====== Task data
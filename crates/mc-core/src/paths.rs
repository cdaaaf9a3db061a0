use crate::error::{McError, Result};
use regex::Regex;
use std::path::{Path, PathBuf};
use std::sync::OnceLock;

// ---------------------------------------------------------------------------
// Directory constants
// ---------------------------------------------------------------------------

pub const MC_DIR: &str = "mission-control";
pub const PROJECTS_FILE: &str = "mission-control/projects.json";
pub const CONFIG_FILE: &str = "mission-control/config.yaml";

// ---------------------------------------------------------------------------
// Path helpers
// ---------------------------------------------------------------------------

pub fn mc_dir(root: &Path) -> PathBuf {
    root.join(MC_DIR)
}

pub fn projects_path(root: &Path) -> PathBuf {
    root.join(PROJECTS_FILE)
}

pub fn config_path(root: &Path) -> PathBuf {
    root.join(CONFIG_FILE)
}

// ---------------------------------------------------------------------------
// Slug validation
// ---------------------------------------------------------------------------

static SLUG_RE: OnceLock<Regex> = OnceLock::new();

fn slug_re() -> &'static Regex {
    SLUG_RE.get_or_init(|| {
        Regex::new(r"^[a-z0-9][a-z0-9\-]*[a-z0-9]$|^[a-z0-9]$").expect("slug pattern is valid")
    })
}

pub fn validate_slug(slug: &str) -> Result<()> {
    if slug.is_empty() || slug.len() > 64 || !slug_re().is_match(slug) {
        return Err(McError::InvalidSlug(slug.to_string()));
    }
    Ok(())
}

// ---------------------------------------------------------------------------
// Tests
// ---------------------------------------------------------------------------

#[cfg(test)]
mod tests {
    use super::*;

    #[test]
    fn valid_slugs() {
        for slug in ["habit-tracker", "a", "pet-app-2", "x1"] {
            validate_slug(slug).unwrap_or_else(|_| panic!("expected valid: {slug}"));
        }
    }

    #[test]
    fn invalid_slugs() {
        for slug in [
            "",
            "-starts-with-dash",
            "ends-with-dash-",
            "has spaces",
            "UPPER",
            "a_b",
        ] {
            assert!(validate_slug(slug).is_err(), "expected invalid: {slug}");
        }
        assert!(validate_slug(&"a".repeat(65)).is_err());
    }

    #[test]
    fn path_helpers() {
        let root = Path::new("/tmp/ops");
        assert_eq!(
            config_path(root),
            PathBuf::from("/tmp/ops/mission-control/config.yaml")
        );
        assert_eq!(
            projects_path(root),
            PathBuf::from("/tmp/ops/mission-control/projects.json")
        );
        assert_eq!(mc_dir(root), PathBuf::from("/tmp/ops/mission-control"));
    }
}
============
- [The problem] From the first line of the data above to the line containing "pub const CONFIG_FILE: &str", repeat everything exactly and add nothing.

- [Exercise response]
filename crates/mc-core/src/paths.rs
repository cdaaaf9a3db061a0
use crate::error::{McError, Result};
use regex::Regex;
use std::path::{Path, PathBuf};
use std::sync::OnceLock;

// ---------------------------------------------------------------------------
// Directory constants
// ---------------------------------------------------------------------------

pub const MC_DIR: &str = "mission-control";
pub const PROJECTS_FILE: &str = "mission-control/projects.json";
pub const CONFIG_FILE: &str = "mission-control/config.yaml";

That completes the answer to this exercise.